Le rêve de malalaï joya pour les femmes de l’Afghanistan

27 août 2008

Elle a 30 ans. Elle est traquée. Elle ignore l’insouciance et la légèreté. Pas le temps. Pas le droit. Tant pis. Cela fait longtemps qu’elle a choisi. Elle est prête, elle le dit, à faire le sacrifice de sa vie. L’Afghanistan saigne depuis trop longtemps. Il est urgent, dit-elle, que sortent de ses rangs des éclaireurs et des rebelles, courageux et incorruptibles, pour se débarrasser des seigneurs de la guerre et de l’opium, et construire une vraie démocratie. Députée élue au Parlement de Kaboul, mais exclue au terme d’une procédure scandaleuse, elle ne dort jamais deux soirs de suite dans la même maison, menacée par ceux dont elle dénonce les crimes, les trafics, la veulerie, la corruption.
Son nom, pour tous les démocrates et les femmes afghanes, résonne comme un défi aux pouvoirs en place, et un espoir : Malalaï Joya, « la femme la plus courageuse d’Afghanistan ».
Elle palpite comme un oiseau, le sourcil froncé et le regard anxieux. Le débit de sa voix est effréné, elle s’agace qu’on l’interrompe. Elle a toujours peur de manquer de temps. Tant de choses à raconter, d’injustices et de malheurs à dénoncer, d’appels à l’aide à lancer aux démocrates du monde entier. Alors, un rêve ? Son visage s’illumine une fraction de seconde et son regard se perd dans le lointain. Oui, tant de rêves... 

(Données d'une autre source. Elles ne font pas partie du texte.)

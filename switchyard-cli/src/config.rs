//! Configuration file loading
//!
//! A configuration file is JSON:
//!
//! ```json
//! {
//!   "provider": { "region": "us-east-1", "default_tags": {}, "timeouts": { "create": "2h" } },
//!   "resources": [
//!     { "type": "rds.cluster_blue_green_deployment", "name": "main", "attributes": { ... } }
//!   ]
//! }
//! ```

use std::collections::HashMap;
use std::fs;
use std::path::Path;

use serde::Deserialize;
use switchyard_core::resource::{Resource, Value};
use switchyard_provider_rds::ProviderConfig;

#[derive(Debug, Deserialize)]
#[serde(deny_unknown_fields)]
pub struct ConfigFile {
    #[serde(default)]
    pub provider: ProviderConfig,
    #[serde(default)]
    pub resources: Vec<ResourceConfig>,
}

#[derive(Debug, Deserialize)]
#[serde(deny_unknown_fields)]
pub struct ResourceConfig {
    #[serde(rename = "type")]
    pub resource_type: String,
    pub name: String,
    #[serde(default)]
    pub attributes: serde_json::Map<String, serde_json::Value>,
}

impl ConfigFile {
    pub fn load(path: &Path) -> Result<Self, String> {
        let content = fs::read_to_string(path)
            .map_err(|e| format!("Failed to read {}: {}", path.display(), e))?;
        Self::parse(&content).map_err(|e| format!("{}: {}", path.display(), e))
    }

    pub fn parse(content: &str) -> Result<Self, String> {
        serde_json::from_str(content).map_err(|e| format!("Parse error: {}", e))
    }

    /// Declared resources with their attributes converted to core values.
    /// `null` attributes are treated as unset.
    pub fn resources(&self) -> Result<Vec<Resource>, String> {
        self.resources
            .iter()
            .map(|config| -> Result<Resource, String> {
                let mut resource = Resource::new(&config.resource_type, &config.name);
                for (key, value) in &config.attributes {
                    if value.is_null() {
                        continue;
                    }
                    let value = json_to_value(value).map_err(|e| {
                        format!("{}: attribute '{}': {}", resource.id, key, e)
                    })?;
                    resource.attributes.insert(key.clone(), value);
                }
                Ok(resource)
            })
            .collect()
    }
}

fn json_to_value(json: &serde_json::Value) -> Result<Value, String> {
    match json {
        serde_json::Value::String(s) => Ok(Value::String(s.clone())),
        serde_json::Value::Bool(b) => Ok(Value::Bool(*b)),
        serde_json::Value::Number(n) => n
            .as_i64()
            .map(Value::Int)
            .ok_or_else(|| format!("{} is not an integer", n)),
        serde_json::Value::Array(items) => items
            .iter()
            .map(json_to_value)
            .collect::<Result<Vec<_>, _>>()
            .map(Value::List),
        serde_json::Value::Object(map) => map
            .iter()
            .map(|(k, v)| json_to_value(v).map(|v| (k.clone(), v)))
            .collect::<Result<HashMap<_, _>, _>>()
            .map(Value::Map),
        serde_json::Value::Null => Err("null is not allowed here".to_string()),
    }
}

/// Convert a core value to JSON for output
pub fn value_to_json(value: &Value) -> serde_json::Value {
    match value {
        Value::String(s) => serde_json::Value::String(s.clone()),
        Value::Int(i) => serde_json::Value::from(*i),
        Value::Bool(b) => serde_json::Value::Bool(*b),
        Value::List(items) => serde_json::Value::Array(items.iter().map(value_to_json).collect()),
        Value::Map(map) => serde_json::Value::Object(
            map.iter()
                .map(|(k, v)| (k.clone(), value_to_json(v)))
                .collect(),
        ),
    }
}
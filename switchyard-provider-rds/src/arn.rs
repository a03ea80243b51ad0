//! DB cluster ARN parsing

use std::fmt;
use std::str::FromStr;

use regex::Regex;

const CLUSTER_RESOURCE: &str = r"^cluster:([0-9a-z-]+)$";

/// `arn:<partition>:rds:<region>:<account>:cluster:<identifier>`
#[derive(Debug, Clone, PartialEq, Eq)]
pub struct ClusterArn {
    pub partition: String,
    pub region: String,
    pub account_id: String,
    pub cluster_identifier: String,
}

impl ClusterArn {
    pub fn parse(arn: &str) -> Result<Self, String> {
        let parts: Vec<&str> = arn.splitn(6, ':').collect();
        if parts.len() != 6 || parts[0] != "arn" {
            return Err(format!("'{}' is not an ARN", arn));
        }
        if parts[2] != "rds" {
            return Err(format!("'{}' is not an RDS ARN (service '{}')", arn, parts[2]));
        }

        let re = Regex::new(CLUSTER_RESOURCE).map_err(|e| e.to_string())?;
        let captures = re
            .captures(parts[5])
            .ok_or_else(|| format!("'{}' is not a DB cluster ARN", arn))?;

        Ok(Self {
            partition: parts[1].to_string(),
            region: parts[3].to_string(),
            account_id: parts[4].to_string(),
            cluster_identifier: captures[1].to_string(),
        })
    }
}

impl FromStr for ClusterArn {
    type Err = String;

    fn from_str(s: &str) -> Result<Self, Self::Err> {
        Self::parse(s)
    }
}

impl fmt::Display for ClusterArn {
    fn fmt(&self, f: &mut fmt::Formatter<'_>) -> fmt::Result {
        write!(
            f,
            "arn:{}:rds:{}:{}:cluster:{}",
            self.partition, self.region, self.account_id, self.cluster_identifier
        )
    }
}

#[cfg(test)]
mod tests {
    use super::*;

    #[test]
    fn parse_cluster_arn() {
        let arn = ClusterArn::parse("arn:aws:rds:us-east-1:123456789012:cluster:db-1").unwrap();
        assert_eq!(arn.partition, "aws");
        assert_eq!(arn.region, "us-east-1");
        assert_eq!(arn.account_id, "123456789012");
        assert_eq!(arn.cluster_identifier, "db-1");
        assert_eq!(
            arn.to_string(),
            "arn:aws:rds:us-east-1:123456789012:cluster:db-1"
        );
    }

    #[test]
    fn parse_other_partition() {
        let arn: ClusterArn = "arn:aws-cn:rds:cn-north-1:123456789012:cluster:db-1-old1"
            .parse()
            .unwrap();
        assert_eq!(arn.partition, "aws-cn");
        assert_eq!(arn.cluster_identifier, "db-1-old1");
    }

    #[test]
    fn reject_non_cluster_arns() {
        assert!(ClusterArn::parse("db-1").is_err());
        assert!(ClusterArn::parse("arn:aws:rds:us-east-1:123456789012:db:instance-1").is_err());
        assert!(ClusterArn::parse("arn:aws:s3:::bucket").is_err());
        assert!(ClusterArn::parse("arn:aws:rds:us-east-1:123456789012:cluster:DB_1").is_err());
    }
}
//! Switchyard Core
//!
//! Core library for driving long-running remote workflows against a cloud
//! control plane: resource values, the provider trait, schema validation,
//! and the deadline/wait/retry primitives every provider builds on.

pub mod deadline;
pub mod diagnostic;
pub mod provider;
pub mod resource;
pub mod retry;
pub mod schema;
pub mod utils;
pub mod wait;
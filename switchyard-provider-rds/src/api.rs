//! Remote API contract
//!
//! `RdsApi` is the subset of the RDS control plane the provider consumes.
//! Records are parsed into closed status enums by the binding, so everything
//! above this trait works with typed values only.

use std::collections::BTreeMap;

use async_trait::async_trait;

use crate::error::ApiResult;
use crate::status::{ClusterStatus, DeploymentStatus, InstanceStatus};

/// Filter name RDS uses to look deployments up by name
pub const DEPLOYMENT_NAME_FILTER: &str = "blue-green-deployment-name";

#[derive(Debug, Clone, PartialEq)]
pub struct BlueGreenDeployment {
    pub identifier: String,
    pub name: String,
    pub status: DeploymentStatus,
    pub status_details: Option<String>,
    /// ARN of the blue (source) cluster
    pub source: Option<String>,
    /// ARN of the green (target) cluster
    pub target: Option<String>,
    pub tags: BTreeMap<String, String>,
}

#[derive(Debug, Clone, PartialEq)]
pub struct DbCluster {
    pub identifier: String,
    pub arn: String,
    pub resource_id: Option<String>,
    pub engine: String,
    pub engine_version: Option<String>,
    pub status: ClusterStatus,
    /// Member instance identifiers, sorted
    pub members: Vec<String>,
    pub deletion_protection: bool,
    pub backup_retention_period: Option<i32>,
    pub tags: BTreeMap<String, String>,
}

#[derive(Debug, Clone, PartialEq)]
pub struct DbInstance {
    pub identifier: String,
    pub cluster_identifier: Option<String>,
    pub status: InstanceStatus,
}

#[derive(Debug, Clone, PartialEq)]
pub struct CreateDeploymentInput {
    pub name: String,
    pub source_arn: String,
    pub target_engine_version: Option<String>,
    pub tags: BTreeMap<String, String>,
}

#[derive(Debug, Clone, Default, PartialEq)]
pub struct ModifyClusterInput {
    pub identifier: String,
    pub deletion_protection: Option<bool>,
    pub backup_retention_period: Option<i32>,
    pub apply_immediately: Option<bool>,
}

impl ModifyClusterInput {
    pub fn new(identifier: impl Into<String>) -> Self {
        Self {
            identifier: identifier.into(),
            ..Default::default()
        }
    }

    /// Whether the input changes anything at all
    pub fn has_changes(&self) -> bool {
        self.deletion_protection.is_some() || self.backup_retention_period.is_some()
    }
}

#[derive(Debug, Clone, PartialEq, Eq)]
pub enum DeploymentFilter {
    Identifier(String),
    /// Deployments are named after their source cluster identifier
    Name(String),
}

#[async_trait]
pub trait RdsApi: Send + Sync {
    async fn create_blue_green_deployment(
        &self,
        input: &CreateDeploymentInput,
    ) -> ApiResult<BlueGreenDeployment>;

    /// An unknown identifier is either a not-found error or an empty list
    async fn describe_blue_green_deployments(
        &self,
        filter: &DeploymentFilter,
    ) -> ApiResult<Vec<BlueGreenDeployment>>;

    async fn switchover_blue_green_deployment(
        &self,
        identifier: &str,
    ) -> ApiResult<BlueGreenDeployment>;

    async fn delete_blue_green_deployment(
        &self,
        identifier: &str,
        delete_target: bool,
    ) -> ApiResult<()>;

    async fn describe_db_cluster(&self, identifier: &str) -> ApiResult<DbCluster>;

    async fn modify_db_cluster(&self, input: &ModifyClusterInput) -> ApiResult<DbCluster>;

    /// Add or overwrite tags on the resource named by `arn`
    async fn add_tags_to_resource(&self, arn: &str, tags: &BTreeMap<String, String>)
    -> ApiResult<()>;

    async fn delete_db_cluster(&self, identifier: &str, skip_final_snapshot: bool) -> ApiResult<()>;

    async fn describe_db_instance(&self, identifier: &str) -> ApiResult<DbInstance>;

    async fn delete_db_instance(&self, identifier: &str, skip_final_snapshot: bool)
    -> ApiResult<()>;
}
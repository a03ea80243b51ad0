//! Closed status enums for deployments, clusters and instances
//!
//! Remote status strings are parsed once, at the SDK boundary. A string that
//! is not listed here is an `UnknownStatus` error, never a silent fallthrough.

use std::fmt;
use std::str::FromStr;

use switchyard_core::wait::WaitStatus;
use thiserror::Error;

#[derive(Debug, Clone, PartialEq, Eq, Error)]
#[error("unknown {kind} '{value}'")]
pub struct UnknownStatus {
    pub kind: &'static str,
    pub value: String,
}

macro_rules! status_enum {
    (
        $(#[$meta:meta])*
        $name:ident ($kind:literal) {
            $($variant:ident => $text:literal),+ $(,)?
        }
    ) => {
        $(#[$meta])*
        #[derive(Debug, Clone, Copy, PartialEq, Eq, Hash)]
        pub enum $name {
            $($variant,)+
            /// The object does not exist
            Absent,
        }

        impl $name {
            /// Every status the remote API can report
            pub const ALL: &'static [$name] = &[$($name::$variant),+];

            pub fn as_str(&self) -> &'static str {
                match self {
                    $($name::$variant => $text,)+
                    $name::Absent => "absent",
                }
            }
        }

        impl fmt::Display for $name {
            fn fmt(&self, f: &mut fmt::Formatter<'_>) -> fmt::Result {
                f.write_str(self.as_str())
            }
        }

        impl FromStr for $name {
            type Err = UnknownStatus;

            fn from_str(s: &str) -> Result<Self, Self::Err> {
                match s {
                    $($text => Ok($name::$variant),)+
                    other => Err(UnknownStatus {
                        kind: $kind,
                        value: other.to_string(),
                    }),
                }
            }
        }

        impl WaitStatus for $name {
            const ABSENT: Self = $name::Absent;
        }
    };
}

status_enum! {
    /// Status of a blue/green deployment
    DeploymentStatus ("blue/green deployment status") {
        Provisioning => "PROVISIONING",
        Available => "AVAILABLE",
        SwitchoverInProgress => "SWITCHOVER_IN_PROGRESS",
        SwitchoverCompleted => "SWITCHOVER_COMPLETED",
        InvalidConfiguration => "INVALID_CONFIGURATION",
        SwitchoverFailed => "SWITCHOVER_FAILED",
        Deleting => "DELETING",
    }
}

impl DeploymentStatus {
    /// A switchover has been started (or has finished)
    pub fn is_switching_or_switched(&self) -> bool {
        matches!(
            self,
            DeploymentStatus::SwitchoverInProgress | DeploymentStatus::SwitchoverCompleted
        )
    }
}

status_enum! {
    /// Status of a DB cluster
    ClusterStatus ("DB cluster status") {
        Available => "available",
        BackingUp => "backing-up",
        Backtracking => "backtracking",
        CloningFailed => "cloning-failed",
        ConfiguringIamDatabaseAuth => "configuring-iam-database-auth",
        Creating => "creating",
        Deleting => "deleting",
        Failed => "failed",
        FailingOver => "failing-over",
        InaccessibleEncryptionCredentials => "inaccessible-encryption-credentials",
        InaccessibleEncryptionCredentialsRecoverable => "inaccessible-encryption-credentials-recoverable",
        Maintenance => "maintenance",
        Migrating => "migrating",
        MigrationFailed => "migration-failed",
        Modifying => "modifying",
        PreparingDataMigration => "preparing-data-migration",
        Promoting => "promoting",
        Rebooting => "rebooting",
        Renaming => "renaming",
        ResettingMasterCredentials => "resetting-master-credentials",
        ScalingCompute => "scaling-compute",
        Starting => "starting",
        Stopped => "stopped",
        Stopping => "stopping",
        StorageOptimization => "storage-optimization",
        UpdateIamDbAuth => "update-iam-db-auth",
        Upgrading => "upgrading",
    }
}

status_enum! {
    /// Status of a DB instance
    InstanceStatus ("DB instance status") {
        Available => "available",
        BackingUp => "backing-up",
        ConfiguringEnhancedMonitoring => "configuring-enhanced-monitoring",
        ConfiguringIamDatabaseAuth => "configuring-iam-database-auth",
        ConfiguringLogExports => "configuring-log-exports",
        ConvertingToVpc => "converting-to-vpc",
        Creating => "creating",
        DeletePrecheck => "delete-precheck",
        Deleting => "deleting",
        Failed => "failed",
        InaccessibleEncryptionCredentials => "inaccessible-encryption-credentials",
        InaccessibleEncryptionCredentialsRecoverable => "inaccessible-encryption-credentials-recoverable",
        IncompatibleNetwork => "incompatible-network",
        IncompatibleOptionGroup => "incompatible-option-group",
        IncompatibleParameters => "incompatible-parameters",
        IncompatibleRestore => "incompatible-restore",
        InsufficientCapacity => "insufficient-capacity",
        Maintenance => "maintenance",
        Modifying => "modifying",
        MovingToVpc => "moving-to-vpc",
        Rebooting => "rebooting",
        Renaming => "renaming",
        ResettingMasterCredentials => "resetting-master-credentials",
        RestoreError => "restore-error",
        Starting => "starting",
        Stopped => "stopped",
        Stopping => "stopping",
        StorageConfigUpgrade => "storage-config-upgrade",
        StorageFull => "storage-full",
        StorageInitialization => "storage-initialization",
        StorageOptimization => "storage-optimization",
        Upgrading => "upgrading",
    }
}
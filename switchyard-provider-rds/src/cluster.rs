//! Cluster and instance lifecycle operations
//!
//! Modify and delete calls are retried while RDS reports one of its
//! eventual-consistency errors, then followed by a wait for the resulting
//! status. Teardown of a cluster deletes its members one at a time and only
//! deletes the cluster once every member is confirmed gone.

use std::collections::BTreeMap;
use std::time::Duration;

use switchyard_core::deadline::Deadline;
use switchyard_core::retry::{RetryError, retry_when};

use crate::api::{DbCluster, ModifyClusterInput};
use crate::context::RdsContext;
use crate::error::{ApiError, RdsError, RdsResult};
use crate::waiters;

/// Errors worth retrying on modify: IAM role propagation, storage
/// optimization, a busy cluster, throttling
pub fn is_modify_retryable(err: &ApiError) -> bool {
    err.is_throttling()
        || err.matches(
            "InvalidParameterValue",
            "IAM role ARN value is invalid or does not include the required permissions",
        )
        || err.matches(
            "InvalidParameterCombination",
            "previous storage change is being optimized",
        )
        || err.code == "InvalidDBClusterStateFault"
}

/// Errors worth retrying on delete. Disabling deletion protection takes a
/// moment to be honoured.
pub fn is_delete_retryable(err: &ApiError) -> bool {
    is_modify_retryable(err)
        || err.matches("InvalidParameterCombination", "disable deletion pro")
        || err.code == "InvalidDBInstanceState"
}

#[derive(Clone)]
pub struct ClusterLifecycle {
    ctx: RdsContext,
}

impl ClusterLifecycle {
    pub fn new(ctx: RdsContext) -> Self {
        Self { ctx }
    }

    pub async fn describe_cluster(&self, identifier: &str) -> RdsResult<Option<DbCluster>> {
        match self.ctx.api.describe_db_cluster(identifier).await {
            Ok(cluster) => Ok(Some(cluster)),
            Err(e) if e.is_not_found() => Ok(None),
            Err(e) => Err(RdsError::api("describing DB cluster", identifier, e)),
        }
    }

    /// Apply `input` and wait until the cluster is available again
    pub async fn modify_cluster(
        &self,
        input: &ModifyClusterInput,
        timeout: Duration,
    ) -> RdsResult<DbCluster> {
        let deadline = Deadline::new(timeout);
        let api = self.ctx.api.as_ref();
        log::info!("Modifying DB cluster {}", input.identifier);

        retry_when(
            deadline.remaining(),
            &self.ctx.cancel,
            self.ctx.timing.retry,
            move || api.modify_db_cluster(input),
            is_modify_retryable,
        )
        .await
        .map_err(|e| RdsError::from_retry("modifying DB cluster", &input.identifier, e))?;

        waiters::wait_cluster_available(&self.ctx, &input.identifier, deadline.remaining()).await
    }

    /// Add the `tags` the cluster lacks or carries with another value
    pub async fn tag_cluster(
        &self,
        cluster: &DbCluster,
        tags: &BTreeMap<String, String>,
    ) -> RdsResult<bool> {
        let missing: BTreeMap<String, String> = tags
            .iter()
            .filter(|(k, v)| cluster.tags.get(*k) != Some(*v))
            .map(|(k, v)| (k.clone(), v.clone()))
            .collect();
        if missing.is_empty() {
            return Ok(false);
        }

        log::info!("Tagging DB cluster {} with {} tag(s)", cluster.identifier, missing.len());
        self.ctx
            .api
            .add_tags_to_resource(&cluster.arn, &missing)
            .await
            .map_err(|e| RdsError::api("tagging DB cluster", &cluster.identifier, e))?;
        Ok(true)
    }

    /// Delete an instance (skipping the final snapshot) and wait until it is
    /// gone. An instance that no longer exists counts as deleted.
    pub async fn delete_instance(&self, identifier: &str, timeout: Duration) -> RdsResult<()> {
        let deadline = Deadline::new(timeout);
        let api = self.ctx.api.as_ref();
        log::info!("Deleting DB instance {}", identifier);

        let deleted = retry_when(
            deadline.remaining(),
            &self.ctx.cancel,
            self.ctx.timing.retry,
            move || api.delete_db_instance(identifier, true),
            is_delete_retryable,
        )
        .await;
        match deleted {
            Ok(()) => {}
            Err(RetryError::Failed(e)) if e.is_not_found() => {
                log::debug!("DB instance {} already deleted", identifier);
                return Ok(());
            }
            Err(e) => return Err(RdsError::from_retry("deleting DB instance", identifier, e)),
        }

        waiters::wait_instance_deleted(&self.ctx, identifier, deadline.remaining()).await
    }

    /// Delete a cluster (skipping the final snapshot), clearing deletion
    /// protection first when it is enabled, and wait until it is gone
    pub async fn delete_cluster(&self, identifier: &str, timeout: Duration) -> RdsResult<()> {
        let deadline = Deadline::new(timeout);
        let api = self.ctx.api.as_ref();

        let Some(cluster) = self.describe_cluster(identifier).await? else {
            log::debug!("DB cluster {} already deleted", identifier);
            return Ok(());
        };

        if cluster.deletion_protection {
            log::info!("Disabling deletion protection on DB cluster {}", identifier);
            let input = ModifyClusterInput {
                deletion_protection: Some(false),
                apply_immediately: Some(true),
                ..ModifyClusterInput::new(identifier)
            };
            self.modify_cluster(&input, deadline.remaining()).await?;
        }

        log::info!("Deleting DB cluster {}", identifier);
        let deleted = retry_when(
            deadline.remaining(),
            &self.ctx.cancel,
            self.ctx.timing.retry,
            move || api.delete_db_cluster(identifier, true),
            is_delete_retryable,
        )
        .await;
        match deleted {
            Ok(()) => {}
            Err(RetryError::Failed(e)) if e.is_not_found() => return Ok(()),
            Err(e) => return Err(RdsError::from_retry("deleting DB cluster", identifier, e)),
        }

        waiters::wait_cluster_deleted(&self.ctx, identifier, deadline.remaining()).await
    }

    /// Delete every member instance, then the cluster itself
    pub async fn delete_cluster_with_members(
        &self,
        identifier: &str,
        deadline: &Deadline,
    ) -> RdsResult<()> {
        let Some(cluster) = self.describe_cluster(identifier).await? else {
            log::debug!("DB cluster {} already deleted", identifier);
            return Ok(());
        };

        for member in &cluster.members {
            self.delete_instance(member, deadline.remaining()).await?;
        }

        self.delete_cluster(identifier, deadline.remaining()).await
    }
}
//! Shared handles for one provider instance

use std::sync::Arc;

use tokio_util::sync::CancellationToken;

use crate::api::RdsApi;
use crate::waiters::WaitTiming;

/// API handle, cancellation token and poll timing, passed explicitly to
/// every lifecycle and orchestrator operation
#[derive(Clone)]
pub struct RdsContext {
    pub api: Arc<dyn RdsApi>,
    pub cancel: CancellationToken,
    pub timing: WaitTiming,
}

impl RdsContext {
    pub fn new(api: Arc<dyn RdsApi>) -> Self {
        Self {
            api,
            cancel: CancellationToken::new(),
            timing: WaitTiming::default(),
        }
    }

    pub fn with_cancel(mut self, cancel: CancellationToken) -> Self {
        self.cancel = cancel;
        self
    }

    pub fn with_timing(mut self, timing: WaitTiming) -> Self {
        self.timing = timing;
        self
    }
}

« I have a dream... » Je rêve qu’une femme prenne un jour les rênes de l’Afghanistan

J’ai reçu des flots d’insultes : pute, folle, infidèle, communiste... Un déluge de menaces : de viol, de kidnapping, d’assassinat... Une bombe a explosé dans la foule qui m’attendait un jour de meeting ; on a espionné mes bureaux, tenté de piéger mes équipes. J’ai déjà survécu à quatre tentatives de meurtre. Ma détermination ne faiblira pas. Ma vie, certes, est compliquée. Je change de toit chaque nuit. Et le jour, je ne me déplace plus dans Kaboul qu’en taxi, camouflée sous la burqa. C’est difficile pour ma famille, pour mon mari. Mais j’ai le soutien du peuple. Indéfectible et ardent. Les balles pourront me tuer, elles ne tairont pas ma voix, parce que c’est désormais celle de toutes les Afghanes. On peut couper une fleur, on ne peut pas arrêter le printemps. 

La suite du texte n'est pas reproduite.